To help two-year college students, many of whom are first-generation college students and many of whom work multiple jobs, Baine suggested leveraging technology to help students overcome the barriers we provide them. For example, she highlighted ways to help students with multiple jobs or childcare issues through recorded classes, live-casting classes, and storing notes online. Further, online resources for quizzes and books help make materials more available past attendance and budgeting concerns that many two-year college students face. Finally, she mentioned helping students understand how to sync calendars from course management systems and extending offers to network through Linked-In in addition to attendance at school functions. All of these uses of tech further democratize our classrooms, meeting students where they live rather than forcing them to live within the confines of a more traditional educational environment, from which many of them already feel excluded.
Jennifer Burke Reifman, “Purposefully Incorporating Tech in BW through Critical Digital Literacy”
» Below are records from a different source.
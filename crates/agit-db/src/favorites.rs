//! Database operations for the `favorites` table.

use sqlx::PgPool;
use uuid::Uuid;

use crate::areas::get_area;
use crate::DbError;

/// Flip whether `area_id` is among `user_id`'s favorites. Returns the new state.
///
/// # Errors
///
/// Returns [`DbError::NotFound`] if the area does not exist, or
/// [`DbError::Sqlx`] if a query fails.
pub async fn toggle_favorite(pool: &PgPool, user_id: Uuid, area_id: Uuid) -> Result<bool, DbError> {
    get_area(pool, area_id).await?;

    let removed = sqlx::query("DELETE FROM favorites WHERE user_id = $1 AND area_id = $2")
        .bind(user_id)
        .bind(area_id)
        .execute(pool)
        .await?
        .rows_affected();
    if removed > 0 {
        return Ok(false);
    }

    sqlx::query(
        "INSERT INTO favorites (user_id, area_id) VALUES ($1, $2) \
         ON CONFLICT (user_id, area_id) DO NOTHING",
    )
    .bind(user_id)
    .bind(area_id)
    .execute(pool)
    .await?;

    Ok(true)
}

/// # Errors
///
/// Returns [`DbError::Sqlx`] if the query fails.
pub async fn is_favorite(pool: &PgPool, user_id: Uuid, area_id: Uuid) -> Result<bool, DbError> {
    let exists = sqlx::query_scalar::<_, bool>(
        "SELECT EXISTS (SELECT 1 FROM favorites WHERE user_id = $1 AND area_id = $2)",
    )
    .bind(user_id)
    .bind(area_id)
    .fetch_one(pool)
    .await?;

    Ok(exists)
}

/// Favorite area ids, most recently added first.
///
/// # Errors
///
/// Returns [`DbError::Sqlx`] if the query fails.
pub async fn list_favorite_area_ids(pool: &PgPool, user_id: Uuid) -> Result<Vec<Uuid>, DbError> {
    let ids = sqlx::query_scalar::<_, Uuid>(
        "SELECT area_id FROM favorites WHERE user_id = $1 ORDER BY created_at DESC",
    )
    .bind(user_id)
    .fetch_all(pool)
    .await?;

    Ok(ids)
}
Reifman turned the conversation away from how to meet students where they are with their barriers and instead discuss the ways in which we can engage students with conversations about how the technology they already use might be exerting influence and control on them. Reifman states emphatically that Literacy is inherently linked to Digital Literacy: if we as members of NCTE agree that literacy is at the front of what we do, then Digital Literacy necessarily belongs in our classrooms.
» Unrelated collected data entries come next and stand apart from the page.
//! Forward and reverse geocoding against the Kakao Local REST API.

pub mod backfill;
pub mod client;
pub mod error;
pub mod types;

pub use backfill::{backfill_coordinates, Backfilled};
pub use client::{GeocoderConfig, KakaoGeocoder};
pub use error::GeocodeError;
pub use types::GeocodedAddress;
Along with this Digital Literacy, however, Reifman reminds us that many users of digital services do not possess training in critical literacies: they consume social media passively, without evaluating the impact it has on daily life. Reifman draws on Yancey’s call for the NCTE to deal with 21st Century Technologies by engaging Basic Writers (regardless of the term assigned to them after legislative removal of remediation) through analyzing, criticizing, and evaluating technology to help them identify and question power structures. Reifman presented multiple assignments she uses to focus on Critical Digital Literacy, including social media use analysis, meme analysis, side-by-side comparison of a hard copy and digital comic, a personal inquiry project, a digital literacy narrative, and a research-based blog post on a blog Reifman maintains. These assignments all invite basic writers to analyze digital writing and compose in digital spaces for live audiences but also encourage active peer review through students commenting on each other’s blog posts.
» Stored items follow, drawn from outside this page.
mod admin;
mod areas;
mod favorites;
mod geocode;
mod gifts;
mod profile;
mod reports;
mod reviews;

use std::sync::Arc;

use agit_core::{AppConfig, PublicSourcesFile, Session};
use agit_geocoder::{GeocodeError, KakaoGeocoder};
use axum::{
    extract::{DefaultBodyLimit, State},
    http::{header, HeaderName, Method, StatusCode},
    response::IntoResponse,
    routing::{get, post},
    Extension, Json, Router,
};
use chrono::{DateTime, Utc};
use serde::Serialize;
use sqlx::PgPool;
use tower::ServiceBuilder;
use tower_http::{cors::CorsLayer, trace::TraceLayer};
use uuid::Uuid;

use crate::middleware::{
    enforce_rate_limit, request_id, require_admin, resolve_session, RateLimitState, RequestId,
    USER_EMAIL_HEADER, USER_ID_HEADER, USER_NAME_HEADER,
};

/// Upper bound for CSV uploads on the admin import route.
const IMPORT_BODY_LIMIT_BYTES: usize = 16 * 1024 * 1024;

#[derive(Clone)]
pub struct AppState {
    pub pool: PgPool,
    pub config: Arc<AppConfig>,
    /// `None` when no REST key is configured or the startup probe failed.
    pub geocoder: Option<Arc<KakaoGeocoder>>,
    pub public_sources: Arc<PublicSourcesFile>,
}

#[derive(Debug, Serialize)]
pub struct ApiResponse<T: Serialize> {
    pub data: T,
    pub meta: ResponseMeta,
}

#[derive(Debug, Serialize)]
pub struct ResponseMeta {
    pub request_id: String,
    pub timestamp: DateTime<Utc>,
}

#[derive(Debug, Serialize)]
pub struct ApiError {
    pub error: ErrorBody,
    pub meta: ResponseMeta,
}

#[derive(Debug, Serialize)]
pub struct ErrorBody {
    pub code: String,
    pub message: String,
}

#[derive(Debug, Serialize, PartialEq, Eq)]
struct HealthData {
    status: &'static str,
    database: &'static str,
    geocoder: &'static str,
}

impl ResponseMeta {
    pub(super) fn new(request_id: String) -> Self {
        Self {
            request_id,
            timestamp: Utc::now(),
        }
    }
}

impl<T: Serialize> ApiResponse<T> {
    pub(super) fn new(data: T, request_id: String) -> Self {
        Self {
            data,
            meta: ResponseMeta::new(request_id),
        }
    }
}

impl ApiError {
    pub fn new(
        request_id: impl Into<String>,
        code: impl Into<String>,
        message: impl Into<String>,
    ) -> Self {
        Self {
            error: ErrorBody {
                code: code.into(),
                message: message.into(),
            },
            meta: ResponseMeta::new(request_id.into()),
        }
    }
}

impl IntoResponse for ApiError {
    fn into_response(self) -> axum::response::Response {
        let status = match self.error.code.as_str() {
            "not_found" | "geocode_not_found" => StatusCode::NOT_FOUND,
            "unauthorized" => StatusCode::UNAUTHORIZED,
            "forbidden" => StatusCode::FORBIDDEN,
            "bad_request" | "validation_error" => StatusCode::BAD_REQUEST,
            "conflict" => StatusCode::CONFLICT,
            "rate_limited" => StatusCode::TOO_MANY_REQUESTS,
            "geocode_failed" => StatusCode::BAD_GATEWAY,
            _ => StatusCode::INTERNAL_SERVER_ERROR,
        };
        (status, Json(self)).into_response()
    }
}

pub(super) fn map_db_error(request_id: String, error: &agit_db::DbError) -> ApiError {
    use agit_db::DbError;

    match error {
        DbError::Validation(e) => ApiError::new(request_id, "validation_error", e.to_string()),
        DbError::NotFound => ApiError::new(request_id, "not_found", "resource not found"),
        DbError::Conflict(reason) => ApiError::new(request_id, "conflict", reason.clone()),
        DbError::Sqlx(_) | DbError::Migration(_) => {
            tracing::error!(error = %error, "database query failed");
            ApiError::new(request_id, "internal_error", "database query failed")
        }
    }
}

pub(super) fn map_geocode_error(request_id: String, error: &GeocodeError) -> ApiError {
    if error.is_not_found() {
        return ApiError::new(request_id, "geocode_not_found", error.to_string());
    }
    tracing::warn!(error = %error, "geocoding request failed");
    ApiError::new(request_id, "geocode_failed", "geocoding service unavailable")
}

/// The signed-in caller's id, or `unauthorized`.
pub(super) fn require_user(request_id: &str, session: &Session) -> Result<Uuid, ApiError> {
    match session.profile() {
        Some(profile) => Ok(profile.id),
        None => Err(ApiError::new(request_id, "unauthorized", "sign in required")),
    }
}

pub(super) fn require_geocoder<'a>(
    request_id: &str,
    state: &'a AppState,
) -> Result<&'a KakaoGeocoder, ApiError> {
    state.geocoder.as_deref().ok_or_else(|| {
        ApiError::new(
            request_id,
            "geocode_failed",
            "geocoding is not configured on this server",
        )
    })
}

fn build_cors() -> CorsLayer {
    CorsLayer::new()
        .allow_origin(tower_http::cors::Any)
        .allow_methods([
            Method::GET,
            Method::POST,
            Method::PATCH,
            Method::DELETE,
        ])
        .allow_headers([
            header::CONTENT_TYPE,
            HeaderName::from_static("x-request-id"),
            HeaderName::from_static(USER_ID_HEADER),
            HeaderName::from_static(USER_EMAIL_HEADER),
            HeaderName::from_static(USER_NAME_HEADER),
        ])
}

fn admin_router(config: Arc<AppConfig>) -> Router<AppState> {
    Router::new()
        .route("/api/v1/admin/import", post(admin::import_public_data))
        .route_layer(axum::middleware::from_fn_with_state(config, require_admin))
        .layer(DefaultBodyLimit::max(IMPORT_BODY_LIMIT_BYTES))
}

fn api_router(state: &AppState, rate_limit: RateLimitState) -> Router<AppState> {
    Router::new()
        .route("/api/v1/areas", get(areas::list_areas))
        .route("/api/v1/areas/{area_id}", get(areas::get_area_detail))
        .route(
            "/api/v1/areas/{area_id}/reviews",
            get(reviews::list_area_reviews).post(reviews::create_area_review),
        )
        .route(
            "/api/v1/areas/{area_id}/favorite",
            post(favorites::toggle_area_favorite),
        )
        .route("/api/v1/reports", post(reports::submit_area_report))
        .route(
            "/api/v1/me",
            get(profile::get_me)
                .patch(profile::update_me)
                .delete(profile::delete_me),
        )
        .route("/api/v1/me/favorites", get(favorites::list_my_favorites))
        .route("/api/v1/me/gifts", get(gifts::list_my_exchanges))
        .route("/api/v1/gifts", get(gifts::list_catalog))
        .route("/api/v1/gifts/{gift_id}/redeem", post(gifts::redeem))
        .route("/api/v1/geocode", get(geocode::forward))
        .route("/api/v1/geocode/reverse", get(geocode::reverse))
        .merge(admin_router(Arc::clone(&state.config)))
        .layer(
            ServiceBuilder::new()
                .layer(axum::middleware::from_fn_with_state(
                    rate_limit,
                    enforce_rate_limit,
                ))
                .layer(axum::middleware::from_fn_with_state(
                    state.pool.clone(),
                    resolve_session,
                )),
        )
}

pub fn build_app(state: AppState, rate_limit: RateLimitState) -> Router {
    let public_routes = Router::new().route("/api/v1/health", get(health));

    Router::new()
        .merge(public_routes)
        .merge(api_router(&state, rate_limit))
        .layer(
            ServiceBuilder::new()
                .layer(TraceLayer::new_for_http())
                .layer(build_cors())
                .layer(axum::middleware::from_fn(request_id)),
        )
        .with_state(state)
}

async fn health(
    State(state): State<AppState>,
    Extension(req_id): Extension<RequestId>,
) -> impl IntoResponse {
    let geocoder = if state.geocoder.is_some() {
        "ok"
    } else {
        "disabled"
    };

    match agit_db::health_check(&state.pool).await {
        Ok(()) => (
            StatusCode::OK,
            Json(ApiResponse::new(
                HealthData {
                    status: "ok",
                    database: "ok",
                    geocoder,
                },
                req_id.0,
            )),
        ),
        Err(e) => {
            tracing::warn!(error = %e, "health check: database unavailable");
            (
                StatusCode::SERVICE_UNAVAILABLE,
                Json(ApiResponse::new(
                    HealthData {
                        status: "degraded",
                        database: "unavailable",
                        geocoder,
                    },
                    req_id.0,
                )),
            )
        }
    }
}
Thomas Geary, “Soundwriting as invention in FYC”
Geary closed out the session with a presentation about soundwriting, a term he prefers to aural or sonic rhetorics because of its emphasis on creating meaning out of manipulated sounds. He opened with a student’s collage of sounds associated with the term “success,” which includes a champagne cork popping, video game reward sounds, and other brief sounds strung together (published by permission of the student creator and the presenter). Opening with this composition foregrounded the unique work he requests of his students.
Geary contends that soundwriting emphasizes process writing, from which basic writers and first-year students can especially benefit. With the rise of mobile technology use, most students have access to mobile phones or laptop computers that will allow them to use Audacity to compose with sounds. Sound compositions range from definitions, like the sample in the introduction, to digital storytelling or creating podcasts. And, while Geary notes the multiple ways students can interact with these assignments, he also notes that alternative assignments need to be available for students with problems of access, whether economic- or disability-related.